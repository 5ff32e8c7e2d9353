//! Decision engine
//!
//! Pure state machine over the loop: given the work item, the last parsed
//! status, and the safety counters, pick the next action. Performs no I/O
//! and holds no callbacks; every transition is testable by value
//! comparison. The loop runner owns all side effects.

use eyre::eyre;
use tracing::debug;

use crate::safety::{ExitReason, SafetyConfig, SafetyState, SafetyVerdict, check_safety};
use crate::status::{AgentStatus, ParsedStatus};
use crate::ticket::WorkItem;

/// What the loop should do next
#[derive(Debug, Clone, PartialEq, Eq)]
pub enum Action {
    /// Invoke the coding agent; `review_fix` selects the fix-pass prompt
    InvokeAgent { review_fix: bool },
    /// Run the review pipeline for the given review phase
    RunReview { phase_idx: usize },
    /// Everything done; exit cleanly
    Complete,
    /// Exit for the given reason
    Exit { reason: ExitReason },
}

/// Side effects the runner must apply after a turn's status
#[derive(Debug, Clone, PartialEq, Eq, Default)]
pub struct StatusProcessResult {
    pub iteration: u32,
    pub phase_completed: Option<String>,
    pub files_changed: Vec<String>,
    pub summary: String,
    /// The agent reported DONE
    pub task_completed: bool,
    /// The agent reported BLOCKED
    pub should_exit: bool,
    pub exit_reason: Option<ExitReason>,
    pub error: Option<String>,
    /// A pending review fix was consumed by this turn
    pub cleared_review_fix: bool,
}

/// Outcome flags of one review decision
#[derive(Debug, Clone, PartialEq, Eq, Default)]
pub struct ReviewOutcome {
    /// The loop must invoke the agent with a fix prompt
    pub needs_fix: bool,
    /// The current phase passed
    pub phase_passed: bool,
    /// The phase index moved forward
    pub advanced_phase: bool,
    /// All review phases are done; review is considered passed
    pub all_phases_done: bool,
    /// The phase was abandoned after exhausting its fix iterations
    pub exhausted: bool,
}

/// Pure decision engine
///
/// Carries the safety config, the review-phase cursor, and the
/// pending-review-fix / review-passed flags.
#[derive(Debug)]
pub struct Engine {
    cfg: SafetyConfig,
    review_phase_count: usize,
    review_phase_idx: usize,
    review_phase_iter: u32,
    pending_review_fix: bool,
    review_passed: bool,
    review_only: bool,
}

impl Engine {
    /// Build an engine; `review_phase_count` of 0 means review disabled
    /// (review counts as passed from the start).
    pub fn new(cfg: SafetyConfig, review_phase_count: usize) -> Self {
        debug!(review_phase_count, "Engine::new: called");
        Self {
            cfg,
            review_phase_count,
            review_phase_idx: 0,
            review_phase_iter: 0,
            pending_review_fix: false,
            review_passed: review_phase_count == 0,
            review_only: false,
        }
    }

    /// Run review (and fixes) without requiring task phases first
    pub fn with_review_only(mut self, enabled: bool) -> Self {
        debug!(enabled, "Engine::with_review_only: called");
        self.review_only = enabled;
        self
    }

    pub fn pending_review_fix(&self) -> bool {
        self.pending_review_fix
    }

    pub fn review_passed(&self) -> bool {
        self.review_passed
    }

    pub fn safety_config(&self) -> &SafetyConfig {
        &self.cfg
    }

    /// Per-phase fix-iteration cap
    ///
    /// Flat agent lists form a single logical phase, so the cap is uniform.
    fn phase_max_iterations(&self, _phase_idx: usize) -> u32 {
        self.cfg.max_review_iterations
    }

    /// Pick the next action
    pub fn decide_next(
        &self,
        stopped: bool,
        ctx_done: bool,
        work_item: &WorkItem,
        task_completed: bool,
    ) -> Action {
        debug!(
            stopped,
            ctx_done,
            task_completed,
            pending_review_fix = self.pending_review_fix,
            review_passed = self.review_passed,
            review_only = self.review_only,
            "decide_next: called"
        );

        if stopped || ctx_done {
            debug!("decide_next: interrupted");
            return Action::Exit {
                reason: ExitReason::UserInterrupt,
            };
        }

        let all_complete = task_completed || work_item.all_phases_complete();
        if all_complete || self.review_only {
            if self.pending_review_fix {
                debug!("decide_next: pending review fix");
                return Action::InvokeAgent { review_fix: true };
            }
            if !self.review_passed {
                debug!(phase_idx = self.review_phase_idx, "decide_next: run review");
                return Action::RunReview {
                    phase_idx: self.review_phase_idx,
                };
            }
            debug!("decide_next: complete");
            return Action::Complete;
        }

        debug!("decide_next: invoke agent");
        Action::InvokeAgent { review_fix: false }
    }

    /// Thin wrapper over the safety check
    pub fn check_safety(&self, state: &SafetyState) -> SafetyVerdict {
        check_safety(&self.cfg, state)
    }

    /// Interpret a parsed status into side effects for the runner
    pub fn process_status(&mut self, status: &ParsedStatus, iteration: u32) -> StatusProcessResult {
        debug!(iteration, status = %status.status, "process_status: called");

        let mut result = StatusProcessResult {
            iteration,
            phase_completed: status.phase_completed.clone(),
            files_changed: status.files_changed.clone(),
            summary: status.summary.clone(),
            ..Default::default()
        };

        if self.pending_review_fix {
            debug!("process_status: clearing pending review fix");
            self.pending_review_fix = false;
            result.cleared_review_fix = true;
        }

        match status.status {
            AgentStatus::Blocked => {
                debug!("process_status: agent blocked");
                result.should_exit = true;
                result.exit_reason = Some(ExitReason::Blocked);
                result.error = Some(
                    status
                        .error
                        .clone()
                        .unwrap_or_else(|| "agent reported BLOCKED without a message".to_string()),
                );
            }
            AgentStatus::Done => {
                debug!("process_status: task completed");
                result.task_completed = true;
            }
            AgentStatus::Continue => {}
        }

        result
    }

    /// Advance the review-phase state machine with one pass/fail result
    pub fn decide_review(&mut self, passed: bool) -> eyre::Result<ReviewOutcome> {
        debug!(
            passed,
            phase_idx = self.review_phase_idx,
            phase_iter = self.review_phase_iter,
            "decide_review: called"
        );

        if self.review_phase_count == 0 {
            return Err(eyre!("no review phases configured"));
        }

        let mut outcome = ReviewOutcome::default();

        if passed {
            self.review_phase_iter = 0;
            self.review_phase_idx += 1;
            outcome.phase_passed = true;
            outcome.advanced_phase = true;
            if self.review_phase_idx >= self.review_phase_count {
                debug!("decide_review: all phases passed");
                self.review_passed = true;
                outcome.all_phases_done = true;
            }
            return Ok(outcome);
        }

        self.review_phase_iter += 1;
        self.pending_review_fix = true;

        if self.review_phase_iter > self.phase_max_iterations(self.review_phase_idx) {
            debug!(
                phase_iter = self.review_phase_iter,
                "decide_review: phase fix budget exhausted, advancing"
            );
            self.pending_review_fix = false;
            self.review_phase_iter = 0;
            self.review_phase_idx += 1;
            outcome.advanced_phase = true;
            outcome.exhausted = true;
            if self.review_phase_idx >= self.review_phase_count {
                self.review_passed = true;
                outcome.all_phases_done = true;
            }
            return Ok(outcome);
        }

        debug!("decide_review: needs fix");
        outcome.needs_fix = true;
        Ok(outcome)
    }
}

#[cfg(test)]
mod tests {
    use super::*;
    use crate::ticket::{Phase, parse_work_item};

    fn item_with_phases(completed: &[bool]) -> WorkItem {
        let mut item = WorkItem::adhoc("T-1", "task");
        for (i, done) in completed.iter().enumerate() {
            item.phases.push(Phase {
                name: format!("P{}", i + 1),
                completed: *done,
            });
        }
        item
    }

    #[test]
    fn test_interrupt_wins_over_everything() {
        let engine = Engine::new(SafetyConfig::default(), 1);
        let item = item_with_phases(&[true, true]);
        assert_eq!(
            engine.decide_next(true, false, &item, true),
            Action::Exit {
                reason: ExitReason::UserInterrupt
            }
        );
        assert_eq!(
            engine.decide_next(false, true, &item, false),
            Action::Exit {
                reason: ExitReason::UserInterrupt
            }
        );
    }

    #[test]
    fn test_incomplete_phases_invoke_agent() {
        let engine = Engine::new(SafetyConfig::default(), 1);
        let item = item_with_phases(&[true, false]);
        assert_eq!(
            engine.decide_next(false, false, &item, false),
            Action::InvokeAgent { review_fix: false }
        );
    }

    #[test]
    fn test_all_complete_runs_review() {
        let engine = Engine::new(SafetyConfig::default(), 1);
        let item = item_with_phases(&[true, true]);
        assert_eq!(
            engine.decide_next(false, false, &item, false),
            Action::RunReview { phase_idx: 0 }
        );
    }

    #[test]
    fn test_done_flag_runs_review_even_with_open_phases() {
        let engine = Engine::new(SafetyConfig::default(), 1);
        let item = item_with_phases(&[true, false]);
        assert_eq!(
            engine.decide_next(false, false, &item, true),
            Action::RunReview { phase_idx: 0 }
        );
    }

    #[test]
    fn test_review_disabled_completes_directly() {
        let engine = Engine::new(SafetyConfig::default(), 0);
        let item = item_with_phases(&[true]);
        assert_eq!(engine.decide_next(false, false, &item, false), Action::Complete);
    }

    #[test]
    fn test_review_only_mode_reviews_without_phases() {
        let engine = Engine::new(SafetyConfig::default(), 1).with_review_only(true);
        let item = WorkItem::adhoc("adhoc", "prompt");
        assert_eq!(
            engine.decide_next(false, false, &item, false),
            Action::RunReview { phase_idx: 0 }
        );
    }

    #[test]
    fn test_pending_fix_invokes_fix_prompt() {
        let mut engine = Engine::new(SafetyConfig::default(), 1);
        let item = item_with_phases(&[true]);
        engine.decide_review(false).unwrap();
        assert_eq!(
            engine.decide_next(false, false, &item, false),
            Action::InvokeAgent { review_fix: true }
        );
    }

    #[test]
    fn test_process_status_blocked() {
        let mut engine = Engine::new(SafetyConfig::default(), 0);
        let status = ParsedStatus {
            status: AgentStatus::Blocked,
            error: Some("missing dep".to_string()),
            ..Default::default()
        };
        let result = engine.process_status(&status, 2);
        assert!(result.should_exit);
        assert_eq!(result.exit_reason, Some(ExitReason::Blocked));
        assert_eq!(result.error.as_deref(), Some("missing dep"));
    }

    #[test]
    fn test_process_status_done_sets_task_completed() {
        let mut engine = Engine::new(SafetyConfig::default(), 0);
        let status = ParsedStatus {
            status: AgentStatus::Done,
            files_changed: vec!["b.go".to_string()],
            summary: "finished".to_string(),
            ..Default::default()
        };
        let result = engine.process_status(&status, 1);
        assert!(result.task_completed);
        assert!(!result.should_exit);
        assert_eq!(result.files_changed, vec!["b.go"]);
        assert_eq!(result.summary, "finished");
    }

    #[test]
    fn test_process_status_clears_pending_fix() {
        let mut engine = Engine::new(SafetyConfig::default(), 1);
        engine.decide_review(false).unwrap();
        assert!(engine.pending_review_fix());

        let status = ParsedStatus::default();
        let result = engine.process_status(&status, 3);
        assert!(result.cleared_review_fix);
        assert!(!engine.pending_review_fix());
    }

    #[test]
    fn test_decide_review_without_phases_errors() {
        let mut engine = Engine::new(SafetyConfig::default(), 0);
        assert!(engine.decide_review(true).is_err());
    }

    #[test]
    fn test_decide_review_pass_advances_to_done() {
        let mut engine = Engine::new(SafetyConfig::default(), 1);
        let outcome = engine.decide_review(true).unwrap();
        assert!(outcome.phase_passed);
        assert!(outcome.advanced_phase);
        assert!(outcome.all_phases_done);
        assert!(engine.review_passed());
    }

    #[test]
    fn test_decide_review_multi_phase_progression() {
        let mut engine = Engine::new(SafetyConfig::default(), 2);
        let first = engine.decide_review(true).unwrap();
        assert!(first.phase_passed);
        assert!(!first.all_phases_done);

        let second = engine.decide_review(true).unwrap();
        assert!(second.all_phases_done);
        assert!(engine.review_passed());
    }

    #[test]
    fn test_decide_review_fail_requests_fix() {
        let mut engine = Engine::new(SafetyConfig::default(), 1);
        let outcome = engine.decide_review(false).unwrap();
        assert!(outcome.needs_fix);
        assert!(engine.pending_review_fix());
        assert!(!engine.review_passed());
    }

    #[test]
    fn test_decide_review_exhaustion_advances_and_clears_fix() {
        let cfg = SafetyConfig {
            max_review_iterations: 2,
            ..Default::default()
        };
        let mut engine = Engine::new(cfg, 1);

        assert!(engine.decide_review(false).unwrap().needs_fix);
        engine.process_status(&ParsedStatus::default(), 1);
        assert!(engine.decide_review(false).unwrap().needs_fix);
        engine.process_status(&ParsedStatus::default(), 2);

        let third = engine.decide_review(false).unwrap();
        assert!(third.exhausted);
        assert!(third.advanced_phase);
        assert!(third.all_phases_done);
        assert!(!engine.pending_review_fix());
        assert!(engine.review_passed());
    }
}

· · · ·

> WORK TO BE COMPLETED:
Tell how many lines in the entries above include the string "summary", and write nothing but the number.

> PROBLEM SOLUTION:
4